■ Information supplied:
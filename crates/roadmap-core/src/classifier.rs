use crate::config::DomainRule;
use serde::{Deserialize, Serialize};

// ---------------------------------------------------------------------------
// DomainShare / DomainDistribution
// ---------------------------------------------------------------------------

#[derive(Debug, Clone, PartialEq, Serialize, Deserialize)]
pub struct DomainShare {
    pub domain: String,
    /// Weighted keyword count before normalization.
    pub raw: f64,
    /// Share of the total, 0-100.
    pub percent: f64,
}

/// Percentage distribution over the configured domains, in configuration
/// order. Sums to 100 whenever any keyword matched; all zero otherwise.
#[derive(Debug, Clone, PartialEq, Serialize, Deserialize)]
#[serde(transparent)]
pub struct DomainDistribution {
    pub shares: Vec<DomainShare>,
}

impl DomainDistribution {
    /// Build a distribution directly from `(domain, percent)` pairs.
    pub fn from_percentages<S: Into<String>>(pairs: impl IntoIterator<Item = (S, f64)>) -> Self {
        Self {
            shares: pairs
                .into_iter()
                .map(|(domain, percent)| DomainShare {
                    domain: domain.into(),
                    raw: percent,
                    percent,
                })
                .collect(),
        }
    }

    pub fn get(&self, domain: &str) -> f64 {
        self.shares
            .iter()
            .find(|s| s.domain == domain)
            .map_or(0.0, |s| s.percent)
    }

    pub fn total(&self) -> f64 {
        self.shares.iter().map(|s| s.percent).sum()
    }

    /// True when no keyword matched anywhere.
    pub fn is_empty(&self) -> bool {
        self.shares.iter().all(|s| s.percent == 0.0)
    }

    /// Shares sorted by percentage, highest first. The sort is stable, so
    /// exact ties keep configuration order.
    pub fn sorted_desc(&self) -> Vec<&DomainShare> {
        let mut sorted: Vec<&DomainShare> = self.shares.iter().collect();
        sorted.sort_by(|a, b| b.percent.total_cmp(&a.percent));
        sorted
    }

    /// Highest share; the earliest configured domain wins a tie.
    pub fn top(&self) -> Option<&DomainShare> {
        self.sorted_desc().into_iter().next()
    }

    /// Number of domains whose share is strictly above `threshold`.
    pub fn spread(&self, threshold: f64) -> u32 {
        self.shares.iter().filter(|s| s.percent > threshold).count() as u32
    }
}

// ---------------------------------------------------------------------------
// Classification
// ---------------------------------------------------------------------------

/// Non-overlapping, case-insensitive substring count. Both arguments must
/// already be lowercased.
fn occurrences(haystack: &str, needle: &str) -> usize {
    if needle.is_empty() {
        return 0;
    }
    haystack.matches(needle).count()
}

/// Score `text` against every domain's keywords and normalize to percentages.
///
/// A keyword embedded in a longer word still counts ("auth" inside
/// "authentication").
pub fn classify(text: &str, domains: &[DomainRule]) -> DomainDistribution {
    let lower = text.to_lowercase();
    let raw: Vec<(String, f64)> = domains
        .iter()
        .map(|d| {
            let count: usize = d
                .keywords
                .iter()
                .map(|kw| occurrences(&lower, &kw.to_lowercase()))
                .sum();
            (d.name.clone(), count as f64 * d.weight)
        })
        .collect();

    let total: f64 = raw.iter().map(|(_, score)| score).sum();
    let shares = raw
        .into_iter()
        .map(|(domain, score)| DomainShare {
            percent: if total > 0.0 { score / total * 100.0 } else { 0.0 },
            raw: score,
            domain,
        })
        .collect();

    let dist = DomainDistribution { shares };
    tracing::debug!(
        total,
        top = dist.top().map(|s| s.domain.as_str()).unwrap_or("-"),
        "classified domains"
    );
    dist
}

// ---------------------------------------------------------------------------
// Tests
// ---------------------------------------------------------------------------

#[cfg(test)]
mod tests {
    use super::*;
    use crate::config::PipelineConfig;
    use crate::fixtures::{MINIMAL_SPEC, SAMPLE_SPEC};

    fn domains() -> Vec<DomainRule> {
        PipelineConfig::default().domains
    }

    #[test]
    fn sample_spec_is_security_heavy() {
        let dist = classify(SAMPLE_SPEC, &domains());
        assert!(dist.get("security") > 20.0, "security too low: {dist:?}");
        assert!(dist.get("backend") > 10.0, "backend too low: {dist:?}");
        assert_eq!(dist.top().unwrap().domain, "security");
    }

    #[test]
    fn percentages_sum_to_100() {
        for text in [SAMPLE_SPEC, MINIMAL_SPEC, "auth API encryption"] {
            let dist = classify(text, &domains());
            assert!((dist.total() - 100.0).abs() < 0.01, "sum {}", dist.total());
        }
    }

    #[test]
    fn empty_text_is_all_zero() {
        let dist = classify("", &domains());
        assert!(dist.is_empty());
        assert_eq!(dist.shares.len(), 5);
        assert!(dist.shares.iter().all(|s| s.percent == 0.0));
    }

    #[test]
    fn text_without_keywords_is_all_zero() {
        let dist = classify("zzz qqq xyzzy", &domains());
        assert!(dist.is_empty());
        assert_eq!(dist.total(), 0.0);
    }

    #[test]
    fn frontend_only_text() {
        let dist = classify(
            "UI components React CSS responsive layout design button modal",
            &domains(),
        );
        assert!(dist.get("frontend") > 50.0, "{dist:?}");
    }

    #[test]
    fn backend_only_text() {
        let dist = classify(
            "API database services endpoint REST controller model",
            &domains(),
        );
        assert!(dist.get("backend") > 50.0, "{dist:?}");
    }

    #[test]
    fn security_weight_boosts_equal_counts() {
        let dist = classify("auth API encryption database tokens server", &domains());
        assert!(dist.get("security") > dist.get("backend"));
    }

    #[test]
    fn matching_is_case_insensitive_substring() {
        let rules = vec![DomainRule {
            name: "security".to_string(),
            keywords: vec!["auth".to_string()],
            weight: 1.0,
            persona: None,
            template: None,
            milestone: None,
        }];
        let dist = classify("AUTHENTICATION and reauth", &rules);
        assert_eq!(dist.shares[0].raw, 2.0);
        assert_eq!(dist.get("security"), 100.0);
    }

    #[test]
    fn minimal_spec_detects_a_domain() {
        let dist = classify(MINIMAL_SPEC, &domains());
        assert!(dist.shares.iter().filter(|s| s.percent > 0.0).count() >= 1);
    }

    #[test]
    fn ties_keep_configuration_order() {
        let dist = DomainDistribution::from_percentages([
            ("frontend", 30.0),
            ("backend", 30.0),
            ("security", 40.0),
        ]);
        let order: Vec<&str> = dist.sorted_desc().iter().map(|s| s.domain.as_str()).collect();
        assert_eq!(order, vec!["security", "frontend", "backend"]);
    }

    #[test]
    fn spread_counts_domains_above_threshold() {
        let dist = DomainDistribution::from_percentages([
            ("frontend", 10.0),
            ("backend", 10.01),
            ("security", 79.99),
        ]);
        assert_eq!(dist.spread(10.0), 2);
    }

    #[test]
    fn alternate_domain_sets_are_supported() {
        let rules = vec![
            DomainRule {
                name: "data".to_string(),
                keywords: vec!["etl".to_string(), "warehouse".to_string()],
                weight: 1.0,
                persona: Some("analyst".to_string()),
                template: None,
                milestone: None,
            },
            DomainRule {
                name: "ml".to_string(),
                keywords: vec!["model".to_string()],
                weight: 2.0,
                persona: None,
                template: None,
                milestone: None,
            },
        ];
        let dist = classify("ETL into the warehouse, then train a model", &rules);
        assert_eq!(dist.get("data"), 50.0);
        assert_eq!(dist.get("ml"), 50.0);
    }
}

■ Work required:
Each record above should be set down again in its exact wording.

■ Result:
filename crates/roadmap-core/src/classifier.rs
use crate::config::DomainRule;
use serde::{Deserialize, Serialize};

// ---------------------------------------------------------------------------
// DomainShare / DomainDistribution
// ---------------------------------------------------------------------------

#[derive(Debug, Clone, PartialEq, Serialize, Deserialize)]
pub struct DomainShare {
    pub domain: String,
    /// Weighted keyword count before normalization.
    pub raw: f64,
    /// Share of the total, 0-100.
    pub percent: f64,
}

/// Percentage distribution over the configured domains, in configuration
/// order. Sums to 100 whenever any keyword matched; all zero otherwise.
#[derive(Debug, Clone, PartialEq, Serialize, Deserialize)]
#[serde(transparent)]
pub struct DomainDistribution {
    pub shares: Vec<DomainShare>,
}

impl DomainDistribution {
    /// Build a distribution directly from `(domain, percent)` pairs.
    pub fn from_percentages<S: Into<String>>(pairs: impl IntoIterator<Item = (S, f64)>) -> Self {
        Self {
            shares: pairs
                .into_iter()
                .map(|(domain, percent)| DomainShare {
                    domain: domain.into(),
                    raw: percent,
                    percent,
                })
                .collect(),
        }
    }

    pub fn get(&self, domain: &str) -> f64 {
        self.shares
            .iter()
            .find(|s| s.domain == domain)
            .map_or(0.0, |s| s.percent)
    }

    pub fn total(&self) -> f64 {
        self.shares.iter().map(|s| s.percent).sum()
    }

    /// True when no keyword matched anywhere.
    pub fn is_empty(&self) -> bool {
        self.shares.iter().all(|s| s.percent == 0.0)
    }

    /// Shares sorted by percentage, highest first. The sort is stable, so
    /// exact ties keep configuration order.
    pub fn sorted_desc(&self) -> Vec<&DomainShare> {
        let mut sorted: Vec<&DomainShare> = self.shares.iter().collect();
        sorted.sort_by(|a, b| b.percent.total_cmp(&a.percent));
        sorted
    }

    /// Highest share; the earliest configured domain wins a tie.
    pub fn top(&self) -> Option<&DomainShare> {
        self.sorted_desc().into_iter().next()
    }

    /// Number of domains whose share is strictly above `threshold`.
    pub fn spread(&self, threshold: f64) -> u32 {
        self.shares.iter().filter(|s| s.percent > threshold).count() as u32
    }
}

// ---------------------------------------------------------------------------
// Classification
// ---------------------------------------------------------------------------

/// Non-overlapping, case-insensitive substring count. Both arguments must
/// already be lowercased.
fn occurrences(haystack: &str, needle: &str) -> usize {
    if needle.is_empty() {
        return 0;
    }
    haystack.matches(needle).count()
}

/// Score `text` against every domain's keywords and normalize to percentages.
///
/// A keyword embedded in a longer word still counts ("auth" inside
/// "authentication").
pub fn classify(text: &str, domains: &[DomainRule]) -> DomainDistribution {
    let lower = text.to_lowercase();
    let raw: Vec<(String, f64)> = domains
        .iter()
        .map(|d| {
            let count: usize = d
                .keywords
                .iter()
                .map(|kw| occurrences(&lower, &kw.to_lowercase()))
                .sum();
            (d.name.clone(), count as f64 * d.weight)
        })
        .collect();

    let total: f64 = raw.iter().map(|(_, score)| score).sum();
    let shares = raw
        .into_iter()
        .map(|(domain, score)| DomainShare {
            percent: if total > 0.0 { score / total * 100.0 } else { 0.0 },
            raw: score,
            domain,
        })
        .collect();

    let dist = DomainDistribution { shares };
    tracing::debug!(
        total,
        top = dist.top().map(|s| s.domain.as_str()).unwrap_or("-"),
        "classified domains"
    );
    dist
}

// ---------------------------------------------------------------------------
// Tests
// ---------------------------------------------------------------------------

#[cfg(test)]
mod tests {
    use super::*;
    use crate::config::PipelineConfig;
    use crate::fixtures::{MINIMAL_SPEC, SAMPLE_SPEC};

    fn domains() -> Vec<DomainRule> {
        PipelineConfig::default().domains
    }

    #[test]
    fn sample_spec_is_security_heavy() {
        let dist = classify(SAMPLE_SPEC, &domains());
        assert!(dist.get("security") > 20.0, "security too low: {dist:?}");
        assert!(dist.get("backend") > 10.0, "backend too low: {dist:?}");
        assert_eq!(dist.top().unwrap().domain, "security");
    }

    #[test]
    fn percentages_sum_to_100() {
        for text in [SAMPLE_SPEC, MINIMAL_SPEC, "auth API encryption"] {
            let dist = classify(text, &domains());
            assert!((dist.total() - 100.0).abs() < 0.01, "sum {}", dist.total());
        }
    }

    #[test]
    fn empty_text_is_all_zero() {
        let dist = classify("", &domains());
        assert!(dist.is_empty());
        assert_eq!(dist.shares.len(), 5);
        assert!(dist.shares.iter().all(|s| s.percent == 0.0));
    }

    #[test]
    fn text_without_keywords_is_all_zero() {
        let dist = classify("zzz qqq xyzzy", &domains());
        assert!(dist.is_empty());
        assert_eq!(dist.total(), 0.0);
    }

    #[test]
    fn frontend_only_text() {
        let dist = classify(
            "UI components React CSS responsive layout design button modal",
            &domains(),
        );
        assert!(dist.get("frontend") > 50.0, "{dist:?}");
    }

    #[test]
    fn backend_only_text() {
        let dist = classify(
            "API database services endpoint REST controller model",
            &domains(),
        );
        assert!(dist.get("backend") > 50.0, "{dist:?}");
    }

    #[test]
    fn security_weight_boosts_equal_counts() {
        let dist = classify("auth API encryption database tokens server", &domains());
        assert!(dist.get("security") > dist.get("backend"));
    }

    #[test]
    fn matching_is_case_insensitive_substring() {
        let rules = vec![DomainRule {
            name: "security".to_string(),
            keywords: vec!["auth".to_string()],
            weight: 1.0,
            persona: None,
            template: None,
            milestone: None,
        }];
        let dist = classify("AUTHENTICATION and reauth", &rules);
        assert_eq!(dist.shares[0].raw, 2.0);
        assert_eq!(dist.get("security"), 100.0);
    }

    #[test]
    fn minimal_spec_detects_a_domain() {
        let dist = classify(MINIMAL_SPEC, &domains());
        assert!(dist.shares.iter().filter(|s| s.percent > 0.0).count() >= 1);
    }

    #[test]
    fn ties_keep_configuration_order() {
        let dist = DomainDistribution::from_percentages([
            ("frontend", 30.0),
            ("backend", 30.0),
            ("security", 40.0),
        ]);
        let order: Vec<&str> = dist.sorted_desc().iter().map(|s| s.domain.as_str()).collect();
        assert_eq!(order, vec!["security", "frontend", "backend"]);
    }

    #[test]
    fn spread_counts_domains_above_threshold() {
        let dist = DomainDistribution::from_percentages([
            ("frontend", 10.0),
            ("backend", 10.01),
            ("security", 79.99),
        ]);
        assert_eq!(dist.spread(10.0), 2);
    }

    #[test]
    fn alternate_domain_sets_are_supported() {
        let rules = vec![
            DomainRule {
                name: "data".to_string(),
                keywords: vec!["etl".to_string(), "warehouse".to_string()],
                weight: 1.0,
                persona: Some("analyst".to_string()),
                template: None,
                milestone: None,
            },
            DomainRule {
                name: "ml".to_string(),
                keywords: vec!["model".to_string()],
                weight: 2.0,
                persona: None,
                template: None,
                milestone: None,
            },
        ];
        let dist = classify("ETL into the warehouse, then train a model", &rules);
        assert_eq!(dist.get("data"), 50.0);
        assert_eq!(dist.get("ml"), 50.0);
    }
}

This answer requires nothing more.